Records, documents, or other papers. — When the Confederate cruisers had fairly entered upon their career of destruction to American commerce upon the ocean, the owners of destroyed property turned to the Government of the United States for protection and redress. Shipowners, merchants, and insurers of ships and cargoes against war risks sent to the Secretary of State statements of their losses, drawn up in such form and with such documentary proof as seemed to the petitioner best suited to his purpose. Generally the papers assumed the shape of a formal memorial, setting out the facts, supported by the oath of the memorialist, and accompanied by documents of a corroborative character, either originals or attested copies, such as master's protests, ship's registers, invoices, bills of lading, policies of insurance, affidavits of value, and the like.1

At first, the Department treated the cases individually, transmitting a statement of the claim with the proofs to Mr. Adams, at London, to be laid before the English Government, with a request for redress. The earliest claims that our Government laid before Great Britain, with a notice that we should expect indemnity for both national and private losses, were those growing out of the destruction of ten whaling vessels at Flores, one of the Azores, by the “Alabama," in September, 1862, not long after her escape from Liverpool. The owners had sent statements of their losses to the Department, and Mr. Seward forwarded copies to Mr. Adains, October 25, 1862. On November 20 following, Mr.
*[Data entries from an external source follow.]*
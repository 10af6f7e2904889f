//! # Gallery Core
//!
//! Shared logic for the robotics application gallery: the candidate and
//! record models, the closed classification taxonomy, the classifier
//! contract with its validation rules, URL canonicalization, and the store
//! abstraction.
//!
//! This crate contains no tokio, sqlx, HTTP, or filesystem dependencies.
//! Everything that talks to the outside world lives in the
//! `gallery-crawler` application crate and plugs in through the
//! [`classifier::LanguageModel`] and [`store::GalleryStore`] traits.

#[macro_use]
mod vocab;

pub mod canonical;
pub mod classification;
pub mod classifier;
pub mod models;
pub mod prompt;
pub mod store;
pub mod taxonomy;
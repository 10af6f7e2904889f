use anyhow::Result;
use sqlx::SqlitePool;

use crate::config::Config;
use crate::db;

pub async fn run_migrations(config: &Config) -> Result<()> {
    let pool = db::connect(config).await?;
    apply(&pool).await?;
    pool.close().await;
    Ok(())
}

/// Create every table and index. Safe to run repeatedly.
pub async fn apply(pool: &SqlitePool) -> Result<()> {
    sqlx::query(
        r#"
        CREATE TABLE IF NOT EXISTS gallery_items (
            id TEXT PRIMARY KEY,
            external_id TEXT NOT NULL,
            source_type TEXT NOT NULL,
            source_url TEXT NOT NULL UNIQUE,
            source_name TEXT NOT NULL DEFAULT '',
            title TEXT NOT NULL,
            description TEXT,
            thumbnail_url TEXT,
            content_url TEXT NOT NULL,
            media_type TEXT NOT NULL,
            duration_seconds INTEGER,
            published_at INTEGER,
            metadata_json TEXT NOT NULL DEFAULT '{}',
            application_category TEXT NOT NULL,
            content_type TEXT NOT NULL,
            deployment_maturity TEXT NOT NULL,
            task_types TEXT NOT NULL DEFAULT '[]',
            specific_tasks TEXT NOT NULL DEFAULT '[]',
            scene_type TEXT,
            functional_requirements TEXT NOT NULL DEFAULT '[]',
            environment TEXT NOT NULL DEFAULT '{}',
            application_context TEXT NOT NULL DEFAULT '{}',
            educational_value INTEGER NOT NULL,
            relevance_score REAL NOT NULL,
            confidence TEXT NOT NULL DEFAULT '{}',
            ai_summary TEXT,
            ai_classification TEXT NOT NULL DEFAULT '{}',
            status TEXT NOT NULL DEFAULT 'pending',
            crawler_run_id TEXT,
            moderated_at INTEGER,
            moderated_by TEXT,
            moderation_notes TEXT,
            rejection_reason TEXT,
            created_at INTEGER NOT NULL,
            updated_at INTEGER NOT NULL,
            UNIQUE(source_type, external_id)
        )
        "#,
    )
    .execute(pool)
    .await?;

    sqlx::query(
        r#"
        CREATE TABLE IF NOT EXISTS crawler_runs (
            run_id TEXT PRIMARY KEY,
            crawler_type TEXT NOT NULL,
            status TEXT NOT NULL,
            started_at INTEGER NOT NULL,
            completed_at INTEGER,
            items_found INTEGER NOT NULL DEFAULT 0,
            items_added INTEGER NOT NULL DEFAULT 0,
            items_skipped INTEGER NOT NULL DEFAULT 0,
            items_failed INTEGER NOT NULL DEFAULT 0,
            error_message TEXT
        )
        "#,
    )
    .execute(pool)
    .await?;

    sqlx::query("CREATE INDEX IF NOT EXISTS idx_gallery_items_status ON gallery_items(status, created_at DESC)")
        .execute(pool)
        .await?;
    sqlx::query(
        "CREATE INDEX IF NOT EXISTS idx_gallery_items_content_type ON gallery_items(content_type)",
    )
    .execute(pool)
    .await?;
    sqlx::query(
        "CREATE INDEX IF NOT EXISTS idx_crawler_runs_started_at ON crawler_runs(started_at DESC)",
    )
    .execute(pool)
    .await?;

    Ok(())
}
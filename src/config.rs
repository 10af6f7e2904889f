//! Configuration loading and validation.
//!
//! Settings come from a TOML file (default `./config/gallery.toml`); API
//! keys come from the environment, optionally seeded from a `.env` file.
//! Every section has defaults, so a file containing only `[db]` is valid.
//!
//! # Example
//!
//! ```toml
//! [db]
//! path = "./data/gallery.sqlite"
//!
//! [crawler]
//! min_relevance_score = 0.6
//! published_within_days = 365
//!
//! [rate_limits]
//! requests_per_second = 1.0
//! classify_delay_ms = 500
//!
//! [classifier]
//! model = "gemini-2.0-flash"
//!
//! [[sources.youtube.channels]]
//! id = "UC..."
//! name = "Boston Dynamics"
//! default_category = "industrial_automation"
//!
//! [[sources.news]]
//! name = "The Robot Report"
//! url = "https://www.therobotreport.com/feed/"
//! ```
//!
//! # Environment Variables
//!
//! | Variable | Needed by |
//! |----------|-----------|
//! | `GEMINI_API_KEY` or `GOOGLE_AI_API_KEY` | classification |
//! | `YOUTUBE_API_KEY` | `youtube` |
//! | `SERPAPI_KEY` | `serpapi`, `serpapi_images`, `social` |
//! | `GOOGLE_CUSTOM_SEARCH_API_KEY`, `GOOGLE_CUSTOM_SEARCH_ENGINE_ID` | `google`, `google_images` |

use anyhow::{Context, Result};
use serde::Deserialize;
use std::path::{Path, PathBuf};

/// Configuration problems that must stop a command before it starts.
#[derive(Debug, thiserror::Error)]
pub enum ConfigError {
    #[error("missing required settings: {}", .0.join(", "))]
    MissingSettings(Vec<String>),
    #[error("invalid setting {key}: {reason}")]
    Invalid { key: String, reason: String },
}

#[derive(Debug, Deserialize, Clone)]
pub struct Config {
    pub db: DbConfig,
    #[serde(default)]
    pub crawler: CrawlerConfig,
    #[serde(default)]
    pub rate_limits: RateLimitsConfig,
    #[serde(default)]
    pub classifier: ClassifierConfig,
    #[serde(default)]
    pub archive: ArchiveConfig,
    #[serde(default)]
    pub sources: SourcesConfig,
}

#[derive(Debug, Deserialize, Clone)]
pub struct DbConfig {
    pub path: PathBuf,
    #[serde(default = "default_busy_timeout_secs")]
    pub busy_timeout_secs: u64,
}

fn default_busy_timeout_secs() -> u64 {
    10
}
//! Social platform adapter (`social`).
//!
//! LinkedIn, TikTok, X/Twitter, Facebook and Instagram posts are found
//! through SerpAPI Google searches restricted with `site:`. Results whose
//! URL is not on the platform's domains are dropped; the media type is
//! read from the URL shape. Searches share the SerpAPI per-run budget.

use std::collections::HashSet;
use std::sync::Arc;

use anyhow::Result;
use async_trait::async_trait;
use serde_json::Value;
use url::Url;

use gallery_core::canonical::{canonicalize_url, url_external_id};
use gallery_core::models::{CandidateItem, MediaType, SourceType};

use crate::archive::{RawArchive, RawRecord};
use crate::config::{Config, QuerySpec, SearchConfig, SocialConfig};
use crate::http::{build_client, get_json, str_field};
use crate::pacing::{Pacer, QuotaBudget};
use crate::traits::SourceAdapter;

/// A social platform searched through `site:` queries.
#[derive(Debug, Clone, Copy, PartialEq, Eq, Hash)]
pub enum Platform {
    Linkedin,
    Tiktok,
    Twitter,
    Facebook,
    Instagram,
}

impl Platform {
    pub const ALL: [Platform; 5] = [
        Platform::Linkedin,
        Platform::Tiktok,
        Platform::Twitter,
        Platform::Facebook,
        Platform::Instagram,
    ];

    /// Parse a configured platform name. `x` is accepted for Twitter.
    pub fn parse(s: &str) -> Option<Self> {
        match s.trim().to_ascii_lowercase().as_str() {
            "linkedin" => Some(Platform::Linkedin),
            "tiktok" => Some(Platform::Tiktok),
            "twitter" | "x" => Some(Platform::Twitter),
            "facebook" => Some(Platform::Facebook),
            "instagram" => Some(Platform::Instagram),
            _ => None,
        }
    }

    pub fn as_str(&self) -> &'static str {
        match self {
            Platform::Linkedin => "linkedin",
            Platform::Tiktok => "tiktok",
            Platform::Twitter => "twitter",
            Platform::Facebook => "facebook",
            Platform::Instagram => "instagram",
        }
    }

    pub fn label(&self) -> &'static str {
        match self {
            Platform::Linkedin => "LinkedIn",
            Platform::Tiktok => "TikTok",
            Platform::Twitter => "X",
            Platform::Facebook => "Facebook",
            Platform::Instagram => "Instagram",
        }
    }

    pub fn source_type(&self) -> SourceType {
        match self {
            Platform::Linkedin => SourceType::Linkedin,
            Platform::Tiktok => SourceType::Tiktok,
            Platform::Twitter => SourceType::Twitter,
            Platform::Facebook => SourceType::Facebook,
            Platform::Instagram => SourceType::Instagram,
        }
    }

    /// Domain used in the `site:` restriction.
    pub fn site(&self) -> &'static str {
        match self {
            Platform::Linkedin => "linkedin.com",
            Platform::Tiktok => "tiktok.com",
            Platform::Twitter => "x.com",
            Platform::Facebook => "facebook.com",
            Platform::Instagram => "instagram.com",
        }
    }

    /// Hosts (and their subdomains) that belong to the platform.
    pub fn domains(&self) -> &'static [&'static str] {
        match self {
            Platform::Linkedin => &["linkedin.com"],
            Platform::Tiktok => &["tiktok.com"],
            Platform::Twitter => &["x.com", "twitter.com"],
            Platform::Facebook => &["facebook.com", "fb.com", "fb.watch"],
            Platform::Instagram => &["instagram.com"],
        }
    }

    pub fn owns_url(&self, raw: &str) -> bool {
        let Some(host) = Url::parse(raw.trim())
            .ok()
            .and_then(|u| u.host_str().map(str::to_ascii_lowercase))
        else {
            return false;
        };
        self.domains()
            .iter()
            .any(|d| host == *d || host.ends_with(&format!(".{d}")))
    }

    /// Google video search (`tbm=vid`) finds TikTok posts better than web search.
    pub fn uses_video_search(&self) -> bool {
        matches!(self, Platform::Tiktok)
    }

    /// Media type implied by a post URL.
    pub fn media_type_for(&self, url: &str) -> MediaType {
        let video = match self {
            Platform::Tiktok => true,
            Platform::Twitter => url.contains("/status/"),
            Platform::Facebook => url.contains("/watch") || url.contains("/videos/"),
            Platform::Instagram => url.contains("/reel/"),
            Platform::Linkedin => false,
        };
        if video {
            MediaType::Video
        } else {
            MediaType::Article
        }
    }

    /// Account name embedded in a post URL, when there is one.
    pub fn author_from_url(&self, raw: &str) -> Option<String> {
        let url = Url::parse(raw.trim()).ok()?;
        let segments: Vec<&str> = url.path_segments()?.filter(|s| !s.is_empty()).collect();
        let first = *segments.first()?;
        match self {
            Platform::Linkedin => match first {
                "posts" => segments
                    .get(1)
                    .and_then(|s| s.split(['_', '-']).next())
                    .filter(|s| !s.is_empty())
                    .map(str::to_string),
                "in" | "company" => segments.get(1).map(|s| s.to_string()),
                _ => None,
            },
            Platform::Tiktok => first.starts_with('@').then(|| first.to_string()),
            Platform::Twitter => (segments.get(1) == Some(&"status")).then(|| format!("@{}", first.trim_start_matches('@'))),
            Platform::Facebook => {
                if first == "watch" {
                    Some("Facebook Watch".to_string())
                } else {
                    (segments.get(1) == Some(&"videos")).then(|| first.to_string())
                }
            }
            Platform::Instagram => {
                (!matches!(first, "p" | "reel" | "reels" | "explore") && segments.len() > 1)
                    .then(|| format!("@{first}"))
            }
        }
    }
}

impl std::fmt::Display for Platform {
    fn fmt(&self, f: &mut std::fmt::Formatter<'_>) -> std::fmt::Result {
        f.write_str(self.as_str())
    }
}

pub struct SocialAdapter {
    social: SocialConfig,
    search: SearchConfig,
    max_per_platform: usize,
    results_per_query: usize,
    api_key: String,
    client: reqwest::Client,
    pacer: Pacer,
    budget: Arc<QuotaBudget>,
    archive: Option<Arc<RawArchive>>,
}

impl SocialAdapter {
    pub fn new(
        config: &Config,
        api_key: String,
        budget: Arc<QuotaBudget>,
        archive: Option<Arc<RawArchive>>,
    ) -> Result<Self> {
        Ok(Self {
            social: config.sources.social.clone(),
            search: config.sources.search.clone(),
            max_per_platform: config.crawler.max_results_per_source,
            results_per_query: config.crawler.max_results_per_query,
            api_key,
            client: build_client(&config.crawler)?,
            pacer: Pacer::per_second(config.rate_limits.requests_per_second),
            budget,
            archive,
        })
    }

    fn platforms(&self) -> Vec<Platform> {
        let mut out = Vec::new();
        for name in &self.social.platforms {
            match Platform::parse(name) {
                Some(p) if !out.contains(&p) => out.push(p),
                Some(_) => {}
                None => tracing::warn!(platform = %name, "unknown social platform, skipping"),
            }
        }
        out
    }

    async fn run_query(&self, platform: Platform, spec: &QuerySpec) -> Result<Option<Vec<CandidateItem>>> {
        if !self.budget.try_spend(1) {
            return Ok(None);
        }
        self.pacer.wait().await;

        let mut query = vec![
            ("api_key", self.api_key.clone()),
            ("engine", "google".to_string()),
            ("q", format!("site:{} {}", platform.site(), spec.query)),
            ("num", self.results_per_query.clamp(1, 100).to_string()),
        ];
        let search_type = if platform.uses_video_search() {
            query.push(("tbm", "vid".into()));
            "video"
        } else {
            "web"
        };
        let response = get_json(&self.client, &self.search.serpapi_base, &query).await?;
        if let Some(error) = str_field(&response, "error") {
            anyhow::bail!("SerpAPI error: {error}");
        }

        let mut record = RawRecord::new("social", spec, search_type, response);
        record.platform = Some(platform.as_str().to_string());
        if let Some(archive) = &self.archive {
            if let Err(e) = archive.append(&record) {
                tracing::warn!(error = %format!("{e:#}"), "failed to archive raw response");
            }
        }
        Ok(Some(parse_social_response(&record.response, platform, spec)))
    }
}

#[async_trait]
impl SourceAdapter for SocialAdapter {
    fn name(&self) -> &str {
        "social"
    }

    fn description(&self) -> &str {
        "Posts from LinkedIn, TikTok, X, Facebook and Instagram via site: search"
    }

    fn source_types(&self) -> &[SourceType] {
        &[
            SourceType::Linkedin,
            SourceType::Tiktok,
            SourceType::Twitter,
            SourceType::Facebook,
            SourceType::Instagram,
        ]
    }

    async fn produce(&self) -> Result<Vec<CandidateItem>> {
        let mut items = Vec::new();
        let mut seen = HashSet::new();

        'platforms: for platform in self.platforms() {
            let mut found = 0usize;
            for spec in &self.social.queries {
                if found >= self.max_per_platform {
                    break;
                }
                match self.run_query(platform, spec).await {
                    Ok(Some(posts)) => {
                        for post in posts {
                            if found >= self.max_per_platform {
                                break;
                            }
                            if seen.insert(post.source_url.clone()) {
                                found += 1;
                                items.push(post);
                            }
                        }
                    }
                    Ok(None) => break 'platforms,
                    Err(e) => {
                        tracing::warn!(%platform, query = %spec.query, error = %format!("{e:#}"), "social search failed");
                    }
                }
            }
            tracing::info!(%platform, items = found, "platform search done");
        }
        Ok(items)
    }
}

/// Candidates for `platform` from a SerpAPI `google` response.
///
/// Reads `organic_results` and `video_results`; entries off the
/// platform's domains are dropped. URLs are canonicalized so that
/// `twitter.com` and `x.com` links collapse into one candidate.
pub fn parse_social_response(response: &Value, platform: Platform, spec: &QuerySpec) -> Vec<CandidateItem> {
    let mut seen = HashSet::new();
    let mut items = Vec::new();

    for (key, always_video) in [("organic_results", false), ("video_results", true)] {
        let Some(results) = response.get(key).and_then(Value::as_array) else {
            continue;
        };
        for result in results {
            let Some(raw_url) = str_field(result, "link") else {
                continue;
            };
            if !platform.owns_url(&raw_url) {
                continue;
            }
            let url = canonicalize_url(&raw_url);
            if !seen.insert(url.clone()) {
                continue;
            }

            let media_type = if always_video {
                MediaType::Video
            } else {
                platform.media_type_for(&url)
            };
            let mut item = CandidateItem::new(
                platform.source_type(),
                url_external_id(&url),
                url.clone(),
                str_field(result, "title").unwrap_or_default(),
                media_type,
            );
            item.source_name = platform.label().to_string();
            item.description = str_field(result, "snippet");
            item.thumbnail_url = str_field(result, "thumbnail");
            item.metadata.author = result
                .pointer("/channel/name")
                .and_then(Value::as_str)
                .map(str::to_string)
                .or_else(|| platform.author_from_url(&url));
            item.metadata.search_query = Some(spec.query.clone());
            item.default_category = spec.category.clone();
            item.default_tasks = spec.tasks.clone();
            items.push(item);
        }
    }
    items
}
Adams addressed a letter to Earl Russell, enclosing these copies and closing with the words: “I have the honor to inform your lordship of the directions which I have received from my Government to solicit redress for the national and private injuries already thus sustained, as well as a more effective prevention of any repetition of such lawless and injurious proceedings in her Majesty's ports hereafter.” 2

1 The first memorial entered upon the files of the Department was that of the owners of the “Harvey Birch.” This ship, when ten days out from Havre for New York, in ballast, was captured and burned by the “Nashville,” November 16, 1861. The counsel for the owners notified the Department, by letter of December 18, 1861, that he would transmit a memorial and accompanying papers relating to the loss, which he accordingly did. He filed, among other papers, a printed pamphlet, de. scriptive of the capture, and also a written argument presenting reasons why, according to principles of international law, Great Britain ought to be held responsible in the premises. Mr. Adams had already transmitted to Earl Russell, by letter of November 22, 1861, papers received from Mr. Morse, our consul at London, respecting “the wanton capture of this vessel, and had asked that an inquiry be made. Am. App. Vol. II. p. 545.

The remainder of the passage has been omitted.